Hemorrhoids may develop if you strain while you’re having or trying to have a bowel movement, whether it’s because you’re experiencing diarrhea or constipation, or are sitting on the toilet too long. Anal sexual intercourse can also irritate hemorrhoids.
A visual examination of your anus may be enough to diagnose hemorrhoids. To confirm the diagnosis, your doctor may do a different examination to check for any abnormalities within the anus.
This check is known as a digital rectal exam. During this exam, your doctor inserts a gloved and lubricated finger into your rectum.
Each of these tests involves your doctor using a small camera to diagnose any abnormalities in your anus, rectum, or colon.
An anoscopy examines the inside of your anus, a sigmoidoscopy examines the last foot and a half (40 centimeters) of your colon, and a colonoscopy explores the entire colon.

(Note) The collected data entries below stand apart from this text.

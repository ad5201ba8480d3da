//! Neutralizes signals corrupted by control-plane unavailability
//!
//! When the API-connectivity monitor reports Fail, monitors computed from
//! API server data only see stale objects. Their signals are coerced to
//! Unknown (or dropped) so a control-plane outage cannot masquerade as a
//! fleet of failing nodes and workloads.

use std::collections::BTreeSet;

use serde::{Deserialize, Serialize};

use crate::models::{HealthSignal, MonitorState};

pub const KUBE_API_MONITOR_ID: &str = "kube_api_status";

pub const DEFAULT_AFFECTED_MONITORS: [&str; 5] = [
    "node_condition",
    "user_workload_pods_ready",
    "system_workload_pods_ready",
    "subscribed_capacity_cpu",
    "subscribed_capacity_memory",
];

/// What happens to affected signals during an outage
#[derive(Debug, Clone, Copy, Default, PartialEq, Eq, Serialize, Deserialize)]
#[serde(rename_all = "snake_case")]
pub enum KubeApiAction {
    #[default]
    CoerceUnknown,
    Drop,
}

/// Wire form of [`AffectedMonitors`]
#[derive(Debug, Clone, Deserialize, Serialize)]
#[serde(untagged)]
pub enum AffectedSpec {
    Keyword(String),
    List(Vec<String>),
}

/// Monitors whose signals depend on the API server; `"all"` or a list of ids
#[derive(Debug, Clone, PartialEq, Eq, Serialize, Deserialize)]
#[serde(try_from = "AffectedSpec", into = "AffectedSpec")]
pub enum AffectedMonitors {
    All,
    Only(BTreeSet<String>),
}

impl TryFrom<AffectedSpec> for AffectedMonitors {
    type Error = String;

    fn try_from(value: AffectedSpec) -> Result<Self, Self::Error> {
        match value {
            AffectedSpec::Keyword(k) if k.eq_ignore_ascii_case("all") => Ok(AffectedMonitors::All),
            AffectedSpec::List(ids) if ids.len() == 1 && ids[0].eq_ignore_ascii_case("all") => {
                Ok(AffectedMonitors::All)
            }
            AffectedSpec::Keyword(k) => Err(format!("expected \"all\" or a list, got \"{}\"", k)),
            AffectedSpec::List(ids) => Ok(AffectedMonitors::Only(ids.into_iter().collect())),
        }
    }
}

impl From<AffectedMonitors> for AffectedSpec {
    fn from(affected: AffectedMonitors) -> Self {
        match affected {
            AffectedMonitors::All => AffectedSpec::Keyword("all".to_string()),
            AffectedMonitors::Only(ids) => AffectedSpec::List(ids.into_iter().collect()),
        }
    }
}

impl Default for AffectedMonitors {
    fn default() -> Self {
        AffectedMonitors::Only(DEFAULT_AFFECTED_MONITORS.iter().map(|s| s.to_string()).collect())
    }
}

impl AffectedMonitors {
    pub fn contains(&self, monitor_id: &str) -> bool {
        match self {
            AffectedMonitors::All => true,
            AffectedMonitors::Only(ids) => ids.contains(monitor_id),
        }
    }
}

#[derive(Debug, Clone, PartialEq)]
pub struct KubeApiDownHandler {
    api_monitor_id: String,
    affected: AffectedMonitors,
    action: KubeApiAction,
}

impl Default for KubeApiDownHandler {
    fn default() -> Self {
        Self::new(KUBE_API_MONITOR_ID, AffectedMonitors::default(), KubeApiAction::default())
    }
}

impl KubeApiDownHandler {
    pub fn new(
        api_monitor_id: impl Into<String>,
        affected: AffectedMonitors,
        action: KubeApiAction,
    ) -> Self {
        Self {
            api_monitor_id: api_monitor_id.into(),
            affected,
            action,
        }
    }

    pub fn api_monitor_id(&self) -> &str {
        &self.api_monitor_id
    }

    /// Whether this cycle's signals show the API server as unreachable
    pub fn is_api_down(&self, signals: &[HealthSignal]) -> bool {
        signals
            .iter()
            .any(|s| s.monitor_id == self.api_monitor_id && s.state == MonitorState::Fail)
    }

    /// Signals an outage would neutralize
    pub fn affected_count(&self, signals: &[HealthSignal]) -> usize {
        signals
            .iter()
            .filter(|s| s.monitor_id != self.api_monitor_id && self.affected.contains(&s.monitor_id))
            .count()
    }

    pub fn handle(&self, signals: Vec<HealthSignal>) -> Vec<HealthSignal> {
        if !self.is_api_down(&signals) {
            return signals;
        }

        signals
            .into_iter()
            .filter_map(|mut signal| {
                if signal.monitor_id == self.api_monitor_id
                    || !self.affected.contains(&signal.monitor_id)
                {
                    return Some(signal);
                }
                match self.action {
                    KubeApiAction::Drop => None,
                    KubeApiAction::CoerceUnknown => {
                        signal.set_state(MonitorState::Unknown);
                        Some(signal)
                    }
                }
            })
            .collect()
    }
}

In these tests, a small fiber-optic camera fits into a small tube and then inserts into your rectum. With this test, your doctor gets a clear view of the inside of your rectum so that they can examine the hemorrhoid up close.
You can have hemorrhoids treated at home or at a doctor’s office.
To minimize pain, soak in a warm tub of water for at least 10 minutes every day. You can also sit on a warm water bottle to relieve the pain of external hemorrhoids.
If the pain is unbearable, use an over-the-counter medicated suppository, ointment, or cream to relieve the burning and itching. You can find hemorrhoid suppositories online or in stores.
Over-the-counter topical treatments, such as hydrocortisone or hemorrhoid cream, can ease your discomfort from hemorrhoids.
Soaking your anus in a sitz bath for 10 to 15 minutes per day can also help.
Practice good hygiene by cleaning your anus with warm water during a shower or bath every day. But don’t use soap, as soap can aggravate hemorrhoids. Also avoid using dry or rough toilet paper when you wipe after a bowel movement.
Using a cold compress on your anus can help reduce hemorrhoid swelling. Pain relievers, such as acetaminophen, ibuprofen, or aspirin can also alleviate the pain or discomfort.
If home treatments aren’t helping with your hemorrhoids, your doctor might recommend getting a rubber band ligation. This procedure involves the doctor cutting off circulation to the hemorrhoid by placing a rubber band around it.
This causes loss of circulation to the hemorrhoid, forcing it to shrink. This procedure should only be performed by a medical professional. Don’t try this by yourself.
If rubber band ligation isn’t an option in your case, your doctor may perform injection therapy, or sclerotherapy. In this procedure, your doctor injects a chemical into the blood vessel directly. This causes the hemorrhoid to reduce in size.
To prevent or avoid worsening hemorrhoids, avoid straining during a bowel movement. Also, try to increase your water intake. Drinking enough water can keep your stool from hardening.
Use the restroom as soon as you feel a bowel movement coming on to prevent hemorrhoids from developing. Exercise regularly to prevent becoming constipated, and avoid sitting for long periods, especially on hard surfaces like concrete or tile.
Consuming foods that are high in dietary fiber can minimize the risk of developing hemorrhoids in the future.
Good dietary fiber sources include:
Dietary fiber helps create bulk in the intestines, which softens the stool, making it easier to pass.